Deep Freeze Leech Lake Walleyes – IDO Get Together Report

With anticipation being off the charts all of last week, when my truck finally headed North late Thursday morning I was giddy to get up to Leech for the chance to see old friends, make new ones, and put some fish on the ice!  Having never fished Leech in the winter it wasn’t just a chance to get to know new people, but I was also very excited to attack and learn a new body of water with the luxury of having enough people to really cover most if not all of our options.

Did I mention it was cold?!

Round 1

Arriving Thursday afternoon I headed straight to the water with expectations that the cold weather on the horizon would have the fish virtually begging to be caught and boy was I mistaken.  It was clear that round one was a win for the walleyes.

Round 2

Waking up on Friday we were greeted with heavy winds and deep freeze temps as we welcomed our first polar vortex of 2016.  All throughout breakfast it was hard to avoid the feeling that round 2 could easily go to the walleyes as well. As the old saying goes, “Be careful what you wish for, you just might get it” so after 6 weeks of wishing for cold weather we sure did get it.

Unwilling to let the weather dictate our plans Cal Svihel, myself, and the Tuned-Up Custom Rods team joined up with Josh Bullivant from Trappers Landing and headed out to the areas in the middle of the lake that had not seen a fisherman since last Fall during open water season.  Armed only with the knowledge that orange had been a hot color, a GPS, and Josh’s memories the previous year we started our search on a mid-lake rock structure.  After hitting several spots and covering depths from 6′ to 20’+ we had nothing to show for our efforts except a mid-sized pike that had gotten off at the hole.
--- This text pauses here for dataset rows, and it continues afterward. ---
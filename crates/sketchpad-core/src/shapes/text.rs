//! Text shape.

use super::{ElementPatch, ShapeKind, ShapeTrait};
use kurbo::{Point, Rect};
use serde::{Deserialize, Serialize};

/// A single run of text. Position is the top-left of the text box.
#[derive(Debug, Clone, PartialEq, Serialize, Deserialize)]
#[serde(deny_unknown_fields)]
pub struct Text {
    /// The text content (may be empty).
    pub content: String,
    /// Font size in canvas units.
    pub font_size: f64,
    /// Fill color, emitted verbatim.
    pub fill: String,
}

impl Text {
    /// Smallest font size a resize gesture may produce.
    pub const MIN_FONT_SIZE: f64 = 8.0;

    /// Font size assumed when the stored one is unusable.
    pub const DEFAULT_FONT_SIZE: f64 = 16.0;

    /// Average glyph advance relative to the font size.
    const CHAR_WIDTH_FACTOR: f64 = 0.55;

    /// Create a new text run.
    pub fn new(content: impl Into<String>, font_size: f64, fill: impl Into<String>) -> Self {
        Self {
            content: content.into(),
            font_size,
            fill: fill.into(),
        }
    }

    /// The stored font size, or the default when it is zero, negative or NaN.
    pub fn effective_font_size(&self) -> f64 {
        if self.font_size > 0.0 {
            self.font_size
        } else {
            Self::DEFAULT_FONT_SIZE
        }
    }

    /// Approximate width based on character count and font size.
    fn approximate_width(&self) -> f64 {
        let max_line_len = self
            .content
            .lines()
            .map(|line| line.chars().count())
            .max()
            .unwrap_or(0);
        max_line_len as f64 * self.effective_font_size() * Self::CHAR_WIDTH_FACTOR
    }

    /// Approximate height based on font size and number of lines.
    fn approximate_height(&self) -> f64 {
        let line_count = self.content.lines().count().max(1);
        line_count as f64 * self.effective_font_size() * 1.2
    }
}

impl ShapeTrait for Text {
    fn kind(&self) -> ShapeKind {
        ShapeKind::Text
    }

    fn bounds(&self, position: Point) -> Rect {
        Rect::new(
            position.x,
            position.y,
            position.x + self.approximate_width().max(20.0),
            position.y + self.approximate_height(),
        )
    }

    fn apply(&mut self, patch: &ElementPatch) {
        if let Some(content) = &patch.text {
            self.content.clone_from(content);
        }
        if let Some(font_size) = patch.font_size {
            self.font_size = font_size;
        }
        if let Some(fill) = &patch.fill {
            self.fill.clone_from(fill);
        }
    }
}
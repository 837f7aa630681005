//! Per-frame viewport description supplied by the caller

use crate::{BoundingRectangle, ClipError, Result};

#[cfg(feature = "serde")]
use serde::{Deserialize, Serialize};

/// Size of the rendering surface in device pixels
#[derive(Debug, Clone, Copy, PartialEq)]
#[cfg_attr(feature = "serde", derive(Serialize, Deserialize))]
pub struct SurfaceSize {
    pub width: f64,
    pub height: f64,
}

impl SurfaceSize {
    pub fn new(width: f64, height: f64) -> Self {
        Self { width, height }
    }

    /// Both dimensions are finite and strictly positive
    #[inline]
    pub fn is_valid(&self) -> bool {
        self.width.is_finite() && self.height.is_finite() && self.width > 0.0 && self.height > 0.0
    }
}

/// Read-only description of the current view for one update
///
/// # Fields
/// * `visible` - Visible extent in view space
/// * `surface` - Rendering surface size in device pixels
/// * `scale` - Device pixels per view unit, used to convert stroke thickness
#[derive(Debug, Clone, Copy, PartialEq)]
pub struct ViewportContext {
    visible: BoundingRectangle,
    surface: SurfaceSize,
    scale: f64,
}

impl ViewportContext {
    /// Create a viewport context, validating the surface size and the scale
    ///
    /// An empty `visible` rectangle is accepted: nothing is visible in that frame.
    pub fn new(visible: BoundingRectangle, surface: SurfaceSize, scale: f64) -> Result<Self> {
        if !surface.is_valid() {
            return Err(ClipError::InvalidSurface {
                width: surface.width,
                height: surface.height,
            });
        }
        if !scale.is_finite() || scale <= 0.0 {
            return Err(ClipError::InvalidScale(scale));
        }

        Ok(Self {
            visible,
            surface,
            scale,
        })
    }

    #[inline]
    pub fn visible(&self) -> BoundingRectangle {
        self.visible
    }

    #[inline]
    pub fn surface(&self) -> SurfaceSize {
        self.surface
    }

    #[inline]
    pub fn scale(&self) -> f64 {
        self.scale
    }

    /// Visible rectangle grown by half the stroke thickness on every side
    ///
    /// Lines whose centerline is just outside the visible extent still draw part of
    /// their stroke inside it, so they must survive clipping.
    pub fn acceptance_window(&self, stroke_thickness: f64) -> BoundingRectangle {
        let margin = 0.5 * stroke_thickness.max(0.0) / self.scale;
        self.visible.expand(margin, margin)
    }

    /// Same context with the visible rectangle moved by `(dx, dy)` view units
    pub fn panned(&self, dx: f64, dy: f64) -> Self {
        Self {
            visible: self.visible.translate(dx, dy),
            ..*self
        }
    }
}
My First Winter Leech Lake Walleye

At this point we had gone through all of Josh’s waypoints and were down to simply using the GPS to identify likely spots. The 10-15 mph winds and plummeting temps were quickly draining our ambition to continue searching but we decided we decided to make a 1/2 mile move to a sand flat that topped out at 15-16′ with a more gradual transition to deeper water than the structure that we had been fishing.  Our hope was that since they weren’t in feeding actively in prime areas we could find some mid-day fish roaming on secondary structure that may not be as active but by having enough people to really narrow down what it was they wanted we could convince them to eat.

Otter City

Josh was first on the board with a little 10-12″ eye on an orange fluttering spoon.  Soon he missed another and put a perch on the ice.  More holes were drilled in the area Josh had seen fish and soon we were all marking a few but not catching much… As we cycled through different types and colors of baits we slowly each got on the board and began to form a tighter circle around the area where semi-active fish were showing themselves.

Pretty soon we were all fishing orange and sitting so close that we could pretty much count down from when a fish would move from one house to the next and the bite started to heat up.  It was at this point that we started realizing that what started out as an attempt to simply avoid being shut out was going to end with our limits on the ice and sure enough with just 5 minutes before we had to leave to get back in time for dinner our final keeper hit the ice.  The only thing we hadn’t done was to catch a big fish but then less than a minute later my set line went down resulting in a chunky 25″ hitting the ice. Hot bait for the day turned out to be orange fluttering spoons such as the Golden Shiner colored 3/16 VMC Tingler spoon that turned my afternoon around. Round 2 turned out to be a resounding win for the anglers and after an extremely cold ride home we were greeted back at the resort with friendly faces and an awesome dinner.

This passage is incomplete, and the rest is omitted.